|
|||||||||||||||||||||||
|
February 1, 2006
Mental-Mental Claims: Where are we now? By: Stephenie Conde and Adrienne Stemen The Conflict On April 1, 2004, the Fifth District Court of
Appeals in Ohio issued its decision in Wood
v. Ohio State Highway Patrol, 156 Ohio App.3d 725, 808 N.E.2d
887 (Ohio App. 5th Dist. 2004). In Wood, the Claimant, a former Ohio
State Highway Patrolmen, appealed the decision of the Industrial
Commission which denied him workers’ compensation
benefits for the psychological diagnosis of post traumatic stress disorder
(“PTSD”). Claimant allegedly contracted PTSD as a result
of several incidents which occurred during his years of employment
with the Highway Patrol. The trial court affirmed the Commission’s
decision which denied claimant the right to receive workers’ compensation
benefits. The Fifth District Court of Appeals affirmed the trial court’s decision, holding that claimant was not entitled to workers’ compensation benefits for a purely psychological condition. In rendering its decision, the court relied upon the General Assembly’s statutory definition of “injury” and performed an analysis as to the constitutionality of the provision, ultimately concluding that neither due process or equal protection were breached. The confusion began on May 17, 2004, a mere 46 days after the Wood decision, when the same Appellate Court issued its decision in McCrone v. Bank One Corporation, 2004 WL 1111021 (Ohio App. 5th Dist.). Similar to Wood, the Claimant in McCrone also asserted the right to workers’ compensation benefits for a purely psychological condition. Claimant, an employee of Bank One Corporation (“Bank One”), was diagnosed with PTSD stemming from a bank robbery which had occurred while she was working as a bank teller.
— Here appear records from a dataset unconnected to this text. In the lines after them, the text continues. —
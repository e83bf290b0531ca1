use axum::http::{Method, header};
use tower_http::cors::{AllowOrigin, CorsLayer};

/// The launcher web app calls both services with credentials (the session
/// token cookie), so the origin is mirrored rather than wildcarded.
pub fn make_middleware() -> CorsLayer {
    CorsLayer::new()
        .allow_methods([Method::GET, Method::POST])
        .allow_headers([header::AUTHORIZATION, header::CONTENT_TYPE])
        .allow_origin(AllowOrigin::mirror_request())
        .max_age(std::time::Duration::from_secs(7200))
        .allow_credentials(true)
}
//! Durable snapshots of the activity map.
//!
//! The snapshot is rewritten on a fixed interval and read back once at
//! start-up, so inactivity is still detected correctly across launcher
//! restarts. Writes go to a sibling temporary file first and are renamed into
//! place, so a crashed writer never leaves a torn snapshot behind.

use std::time::Duration;

use anyhow::Context as _;
use async_trait::async_trait;
use camino::{Utf8Path, Utf8PathBuf};
use hebi_task::{ShutdownSignal, Task};

use crate::activity::{ActivitySnapshot, ActivityTracker};

pub fn load(path: &Utf8Path) -> anyhow::Result<Option<ActivitySnapshot>> {
    match std::fs::read(path) {
        Ok(bytes) => serde_json::from_slice(&bytes)
            .map(Some)
            .with_context(|| format!("invalid activity snapshot at {path}")),
        Err(e) if e.kind() == std::io::ErrorKind::NotFound => Ok(None),
        Err(e) => Err(anyhow::anyhow!(e).context(format!("couldn't read activity snapshot at {path}"))),
    }
}

pub fn store(path: &Utf8Path, snapshot: &ActivitySnapshot) -> anyhow::Result<()> {
    let json = serde_json::to_vec_pretty(snapshot).context("failed JSON serialization of activity snapshot")?;

    let tmp_path = path.with_extension("tmp");
    std::fs::write(&tmp_path, json).with_context(|| format!("failed to write file at {tmp_path}"))?;
    std::fs::rename(&tmp_path, path).with_context(|| format!("failed to move {tmp_path} into place"))?;

    Ok(())
}

pub struct ActivityFlushTask {
    pub activity: ActivityTracker,
    pub path: Utf8PathBuf,
    pub interval: Duration,
}

impl ActivityFlushTask {
    fn flush(&self) -> anyhow::Result<()> {
        let snapshot = self.activity.snapshot();
        store(&self.path, &snapshot)?;
        debug!(entries = snapshot.len(), path = %self.path, "Activity snapshot written");
        Ok(())
    }
}

#[async_trait]
impl Task for ActivityFlushTask {
    type Output = anyhow::Result<()>;

    const NAME: &'static str = "activity flush";

    async fn run(self, mut shutdown_signal: ShutdownSignal) -> Self::Output {
        debug!("Task started");

        let mut interval = tokio::time::interval(self.interval);
        interval.tick().await; // Consume the immediate first tick.

        loop {
            tokio::select! {
                _ = interval.tick() => {
                    // A failed write is retried on the next tick.
                    if let Err(error) = self.flush() {
                        error!(error = format!("{error:#}"), "Failed to write activity snapshot");
                    }
                }
                () = shutdown_signal.wait() => {
                    break;
                }
            }
        }

        debug!("Task is stopping; writing one final snapshot");

        if let Err(error) = self.flush() {
            warn!(error = format!("{error:#}"), "Failed to write final activity snapshot");
        }

        Ok(())
    }
}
The trial court in McCrone held R.C. 4123.01(C)(1) was unconstitutional, and Bank One appealed. On appeal, Bank One raised the identical issues
which were put before the court in Wood, however, this time the court
reached the opposite conclusion and affirmed the trial court’s
opinion that R.C. 4123.01(C)(1) was unconstitutional. Here the court
stated: Both Wood and McCrone were appealed to the Ohio Supreme Court and both appeals were granted. The Current Solution On December 28, 2005, the Ohio Supreme Court issued its decision in McCrone. The question certified by the Court was “[w]hether R.C. 4123.01(C)(1) violates the United States and Ohio Constitutions where it excludes from Workers’ Compensation coverage psychological or psychiatric conditions occurring in the course of and arising out of the claimant’s employment, but [which] do not arise from or occur contemporaneously with a compensable physical injury.” The Court held psychological conditions which fail to arise from a compensable injury were not included in General Assembly’s codified definition of “injury." The Court decided R.C. 4123.01(C)(1) was constitutional and reversed the Fifth District Court of Appeal’s decision. In its conclusion, the Court stated: "Undoubtedly, psychological and psychiatric injuries may arise from an individual’s employment, and we do not discount their impact on those who suffer them. The General Assembly, however, is the branch of the state government charged by the Ohio Constitution to make public policy choices for the Workers’ Compensation Fund." * * * * * * * * * * * * * * * * * * * * * * * * * * * * * * * * * * * * * * * * * * * * * * * * "Requiring that mental disorder be incident to a physical injury or the contraction of an occupational disease is rationally related to legitimate government interests. As we noted in Bunger, “[t]he workers’ compensation system was not designed to resolve every dispute that arises between employers and employees. It was designed to manage the compensation of individuals who suffer physical injuries or contract occupational disease on the job.” (citation omitted)." Is the Solution Here to Stay? The Supreme Court stayed the briefing schedule in Wood in order to
address McCrone. While the Court has yet to issue its decision in Wood,
we can only assume that the decision will coincide with the decision
in McCrone and that mental-mental claims will be decidedly impermissible.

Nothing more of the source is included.